WHAT IS NEEDED
If a line of the records contains the word "https", list it.

=== Begin Enclosure ===

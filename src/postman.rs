//! Presentation model handed to the chat adapter.

use std::sync::Arc;

use async_trait::async_trait;
use tracing::{debug, warn};

use crate::config::{BlockAction, Config};
use crate::error::Result;
use crate::model::{Illust, PostDestination};
use crate::repo::PixivRepo;

/// Text shown in place of content carrying a blocked tag.
pub const BLOCKED_NOTICE: &str = "This illust was withheld because it carries a blocked tag.";

/// One illust ready to be rendered by an adapter.
#[derive(Debug, Clone, PartialEq, Eq)]
pub struct IllustMessage {
    pub title: String,
    pub author: String,
    pub create_time: String,
    pub link: String,
    pub image: Option<Arc<Vec<u8>>>,
    pub header: Option<String>,
    pub number: Option<usize>,
    /// Set when the content was withheld; explains why.
    pub block_message: Option<String>,
}

impl IllustMessage {
    /// Build the message for `illust`, downloading its image unless a blocked
    /// tag withholds it. Returns `None` when the block action is to stay silent.
    ///
    /// # Errors
    ///
    /// Returns the image download error.
    pub async fn build(
        illust: &Arc<Illust>,
        repo: &PixivRepo,
        config: &Config,
        header: Option<String>,
        number: Option<usize>,
    ) -> Result<Option<Self>> {
        let mut message = Self {
            title: String::new(),
            author: String::new(),
            create_time: String::new(),
            link: String::new(),
            image: None,
            header,
            number,
            block_message: None,
        };

        if illust.has_any_tag(&config.block_tags) {
            debug!(illust_id = illust.id, action = ?config.block_action, "Illust carries a blocked tag");
            match config.block_action {
                BlockAction::NoReply => return Ok(None),
                BlockAction::CompletelyBlock => {
                    message.block_message = Some(BLOCKED_NOTICE.to_string());
                    return Ok(Some(message));
                }
                BlockAction::NoImage => {
                    message.block_message = Some(BLOCKED_NOTICE.to_string());
                }
            }
        } else {
            message.image = Some(repo.image(illust).await?);
        }

        message.title.clone_from(&illust.title);
        message.author = format!("{} ({})", illust.user.name, illust.user.id);
        message.create_time = illust.create_date.format("%Y-%m-%d %H:%M:%S").to_string();
        message.link = illust.link();
        Ok(Some(message))
    }

    /// Plain-text rendering, used by text-only adapters and logs.
    #[must_use]
    pub fn caption(&self) -> String {
        let mut lines = Vec::new();
        if let Some(header) = &self.header {
            lines.push(header.clone());
        }
        if let Some(notice) = &self.block_message {
            lines.push(notice.clone());
        }
        if !self.title.is_empty() {
            let title = match self.number {
                Some(n) => format!("#{n} {}", self.title),
                None => self.title.clone(),
            };
            lines.push(title);
            lines.push(format!("Author: {}", self.author));
            lines.push(format!("Posted: {}", self.create_time));
            lines.push(self.link.clone());
        }
        lines.join("\n")
    }
}

/// Delivers responses to a chat destination.
#[async_trait]
pub trait Postman: Send + Sync {
    async fn send_plain_text(&self, text: &str, dest: &PostDestination) -> anyhow::Result<()>;

    async fn send_illust(&self, message: IllustMessage, dest: &PostDestination) -> anyhow::Result<()>;
}

/// Send `illusts`, numbering them when there is more than one. The header
/// goes on the first message only.
///
/// # Errors
///
/// Returns the first image download error. Delivery failures are logged.
pub async fn post_illusts(
    illusts: &[Arc<Illust>],
    header: Option<String>,
    repo: &PixivRepo,
    config: &Config,
    postman: &dyn Postman,
    dest: &PostDestination,
) -> Result<()> {
    let numbered = illusts.len() > 1;
    let mut header = header;

    for (i, illust) in illusts.iter().enumerate() {
        let number = numbered.then_some(i + 1);
        let Some(message) = IllustMessage::build(illust, repo, config, header.take(), number).await?
        else {
            continue;
        };
        if let Err(e) = postman.send_illust(message, dest).await {
            warn!(illust_id = illust.id, error = %e, "Failed to deliver illust");
        }
    }
    Ok(())
}

#[cfg(test)]
mod tests {
    use super::*;
    use crate::model::fixtures::illust;
    use crate::remote::fake::FakeApi;
    use crate::remote::RemoteFetcher;

    fn repo(config: &Arc<Config>) -> (Arc<FakeApi>, PixivRepo) {
        let api = Arc::new(FakeApi::new(30));
        let fetcher = Arc::new(RemoteFetcher::new(api.clone(), Arc::clone(config)));
        (api, PixivRepo::new(fetcher, Arc::clone(config)))
    }

    fn blocking(action: BlockAction) -> Arc<Config> {
        Arc::new(Config {
            block_tags: vec!["gore".into()],
            block_action: action,
            ..Config::for_testing()
        })
    }

    #[tokio::test]
    async fn test_build_downloads_image() {
        let config = Arc::new(Config::for_testing());
        let (api, repo) = repo(&config);
        let item = Arc::new(illust(3, 0, 0, &["cat"]));

        let message = IllustMessage::build(&item, &repo, &config, Some("hi".into()), None)
            .await
            .unwrap()
            .unwrap();

        assert_eq!(message.link, "https://www.pixiv.net/artworks/3");
        assert_eq!(message.author, "artist (1)");
        assert_eq!(message.create_time, "2024-01-01 00:00:00");
        assert!(message.image.is_some());
        assert!(message.block_message.is_none());
        assert_eq!(api.count("download:"), 1);
    }

    #[tokio::test]
    async fn test_block_actions() {
        let item = Arc::new(illust(3, 0, 0, &["Gore"]));

        let config = blocking(BlockAction::NoReply);
        let (_, repo_) = repo(&config);
        assert!(IllustMessage::build(&item, &repo_, &config, None, None)
            .await
            .unwrap()
            .is_none());

        let config = blocking(BlockAction::CompletelyBlock);
        let (api, repo_) = repo(&config);
        let message = IllustMessage::build(&item, &repo_, &config, None, None)
            .await
            .unwrap()
            .unwrap();
        assert!(message.title.is_empty());
        assert_eq!(message.block_message.as_deref(), Some(BLOCKED_NOTICE));
        assert_eq!(api.count("download:"), 0);

        let config = blocking(BlockAction::NoImage);
        let (api, repo_) = repo(&config);
        let message = IllustMessage::build(&item, &repo_, &config, None, None)
            .await
            .unwrap()
            .unwrap();
        assert_eq!(message.title, "illust 3");
        assert!(message.image.is_none());
        assert_eq!(api.count("download:"), 0);
    }

    #[test]
    fn test_caption_numbers_items() {
        let message = IllustMessage {
            title: "sunset".into(),
            author: "artist (1)".into(),
            create_time: "2024-01-01 00:00:00".into(),
            link: "https://www.pixiv.net/artworks/3".into(),
            image: None,
            header: Some("Ranking".into()),
            number: Some(2),
            block_message: None,
        };
        let caption = message.caption();
        assert!(caption.starts_with("Ranking\n#2 sunset"));
        assert!(caption.ends_with("https://www.pixiv.net/artworks/3"));
    }
}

=== End Enclosure ===

RESULT OF THIS TASK
        assert_eq!(message.link, "https://www.pixiv.net/artworks/3");
            link: "https://www.pixiv.net/artworks/3".into(),
        assert!(caption.ends_with("https://www.pixiv.net/artworks/3"));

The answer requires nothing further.